## WHAT YOU ARE ASKED TO DO
Scan the lines below for the word "build". Copy each line you find it in.

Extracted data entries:
....
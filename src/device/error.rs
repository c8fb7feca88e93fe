//! Device routing errors

use thiserror::Error;

use crate::registry::ValidationError;

/// Synchronous failure of a subscribe call
#[derive(Error, Debug, Clone, PartialEq)]
pub enum DeviceError {
    /// No registered backend accepts the request
    #[error("no device factory supports '{0}'")]
    NotSupported(String),

    /// The request was routed but its parameters are invalid
    #[error(transparent)]
    Validation(#[from] ValidationError),
}

impl DeviceError {
    /// Whether the next factory in line should be tried
    pub fn is_not_supported(&self) -> bool {
        matches!(self, DeviceError::NotSupported(_))
    }
}
//! Node, registry and session statistics

pub mod metrics;

pub use metrics::{NodeStats, RegistryStats, SessionStats};
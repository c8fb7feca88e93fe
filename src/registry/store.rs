//! Subscription registry implementation
//!
//! The table of live subscriptions, keyed by canonical key, plus the chain
//! composer that reuses or creates one node per planned key.

use std::cell::RefCell;
use std::collections::HashMap;
use std::rc::{Rc, Weak};

use super::config::RegistryConfig;
use super::entry::SubscriptionInfo;
use super::key::SubscriptionPlan;
use crate::dist::{Distributor, PendingSink, SinkFactory, WeakDistributor};
use crate::error::SubscribeError;
use crate::stage::StageSpec;
use crate::stats::RegistryStats;

struct RegistryInner {
    table: RefCell<HashMap<String, Distributor>>,
    config: RegistryConfig,
}

impl RegistryInner {
    /// Remove `key` only if it still maps to `node`
    fn deregister(&self, key: &str, node: &WeakDistributor) {
        let removed = {
            let mut table = self.table.borrow_mut();
            let same = match (table.get(key), node.upgrade()) {
                (Some(current), Some(node)) => current.ptr_eq(&node),
                _ => false,
            };
            if same {
                table.remove(key)
            } else {
                None
            }
        };

        if removed.is_some() {
            tracing::debug!(
                key = %key,
                subscriptions = self.table.borrow().len(),
                "Subscription deregistered"
            );
        }
    }
}

/// Table of live subscriptions
///
/// Cheap to clone; clones share the table. Nodes hold only a weak reference
/// back, so dropping every registry handle does not keep nodes alive.
#[derive(Clone)]
pub struct SubscriptionRegistry {
    inner: Rc<RegistryInner>,
}

impl SubscriptionRegistry {
    /// Create a new registry with default configuration
    pub fn new() -> Self {
        Self::with_config(RegistryConfig::default())
    }

    /// Create a new registry with custom configuration
    pub fn with_config(config: RegistryConfig) -> Self {
        Self {
            inner: Rc::new(RegistryInner {
                table: RefCell::new(HashMap::new()),
                config,
            }),
        }
    }

    /// Get the registry configuration
    pub fn config(&self) -> &RegistryConfig {
        &self.inner.config
    }

    /// Live node under `key`
    pub fn get(&self, key: &str) -> Option<Distributor> {
        self.inner.table.borrow().get(key).cloned()
    }

    pub fn contains(&self, key: &str) -> bool {
        self.inner.table.borrow().contains_key(key)
    }

    /// Number of live subscriptions
    pub fn len(&self) -> usize {
        self.inner.table.borrow().len()
    }

    pub fn is_empty(&self) -> bool {
        self.inner.table.borrow().is_empty()
    }

    /// Registered keys, sorted
    pub fn keys(&self) -> Vec<String> {
        let mut keys: Vec<_> = self.inner.table.borrow().keys().cloned().collect();
        keys.sort();
        keys
    }

    /// Snapshot of one subscription
    pub fn info(&self, key: &str) -> Option<SubscriptionInfo> {
        self.get(key).map(|node| SubscriptionInfo::from_node(&node))
    }

    /// Registry-wide counters
    pub fn stats(&self) -> RegistryStats {
        let nodes: Vec<_> = self.inner.table.borrow().values().cloned().collect();
        nodes.iter().fold(
            RegistryStats {
                subscriptions: nodes.len(),
                ..Default::default()
            },
            |mut stats, node| {
                stats.sinks += node.sink_count();
                stats.pending += node.pending_count();
                if node.is_persistent() {
                    stats.persistent += 1;
                }
                stats
            },
        )
    }

    fn register(&self, node: &Distributor) {
        let key = node.key();
        let registry: Weak<RegistryInner> = Rc::downgrade(&self.inner);
        let weak = node.downgrade();
        let hook_key = key.clone();
        node.on_teardown(move || {
            if let Some(registry) = registry.upgrade() {
                registry.deregister(&hook_key, &weak);
            }
        });

        let subscriptions = {
            let mut table = self.inner.table.borrow_mut();
            table.insert(key.clone(), node.clone());
            table.len()
        };

        tracing::info!(
            key = %key,
            stage = node.stage_name(),
            subscriptions = subscriptions,
            "Subscription registered"
        );
    }

    /// Compose the chain for `plan` and attach a sink built by `factory`
    ///
    /// Every planned key is looked up first and reused while live. A fresh
    /// driver-fed node is handed to `connect`, which must eventually call
    /// its `on_upstream_connect` (or fail it).
    pub fn subscribe<C>(
        &self,
        plan: &SubscriptionPlan,
        connect: C,
        factory: Rc<dyn SinkFactory>,
    ) -> PendingSink
    where
        C: FnOnce(&Distributor),
    {
        let max = self.inner.config.max_subscriptions;
        if max > 0 {
            let (live, missing) = {
                let table = self.inner.table.borrow();
                let missing = plan.keys().filter(|k| !table.contains_key(*k)).count();
                (table.len(), missing)
            };
            if live + missing > max {
                tracing::warn!(
                    key = %plan.key(),
                    subscriptions = live,
                    max = max,
                    "Subscription rejected: limit reached"
                );
                return PendingSink::rejected(plan.key(), SubscribeError::CapacityExceeded { max });
            }
        }

        let mut current = match self.get(&plan.base_key) {
            Some(node) => node,
            None => {
                let node = Distributor::new(plan.base_key.as_str(), StageSpec::Passthrough.build());
                self.register(&node);
                node.mark_connecting();
                connect(&node);
                node
            }
        };

        for stage in &plan.stages {
            current = match self.get(&stage.key) {
                Some(node) => node,
                None => {
                    let node = Distributor::new(stage.key.as_str(), stage.spec.build());
                    self.register(&node);
                    node.attach_to(&current);
                    node
                }
            };
        }

        current.add_sink(factory)
    }

    /// Tear down every subscription
    pub fn release_all(&self) {
        let nodes: Vec<_> = self.inner.table.borrow().values().cloned().collect();
        tracing::info!(subscriptions = nodes.len(), "Releasing all subscriptions");
        for node in nodes {
            node.release();
        }
    }
}
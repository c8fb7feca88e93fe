//! pvbroker: live process-variable subscription broker
//!
//! Streams telemetry from a few instrumentation sources to many clients.
//! Each client asks for a source by URL, optionally with a pipeline of
//! transforms in the query (`epics:ring:current?scale=1000&rate=1`).
//! Equivalent requests share one live chain of distribution nodes, so a
//! source is monitored once however many clients watch it.
//!
//! # Layout
//!
//! - [`url`]: URL model and canonical key rendering
//! - [`event`]: value events (JSON objects)
//! - [`dist`]: fan-out distribution nodes and the sink contract
//! - [`stage`]: pipeline stages (rate shaping, buffering, filters, transforms)
//! - [`registry`]: request planning and the live subscription table
//! - [`device`]: backend routing, drivers and the provider cache
//! - [`broker`]: the facade tying device routing to the registry
//! - [`notify`]: notifications on value updates
//! - [`server`], [`session`]: line-protocol TCP front-end
//!
//! Everything runs on one thread inside a `tokio::task::LocalSet`; drivers
//! on other threads hand their events over through
//! [`DriverPublisher`](device::DriverPublisher).

pub mod broker;
pub mod device;
pub mod dist;
pub mod error;
pub mod event;
pub mod notify;
pub mod registry;
pub mod server;
pub mod session;
pub mod stage;
pub mod stats;
pub mod url;

pub use broker::Broker;
pub use dist::{DisconnectReason, PendingSink, Sink, SinkFactory, SinkHandle, Transport};
pub use error::{Error, Result, SubscribeError};
pub use event::ValueEvent;
pub use registry::{RegistryConfig, SubscriptionRegistry};
pub use server::{BrokerServer, ServerConfig};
....
## TASK RESPONSE
                let node = Distributor::new(plan.base_key.as_str(), StageSpec::Passthrough.build());
                    let node = Distributor::new(stage.key.as_str(), stage.spec.build());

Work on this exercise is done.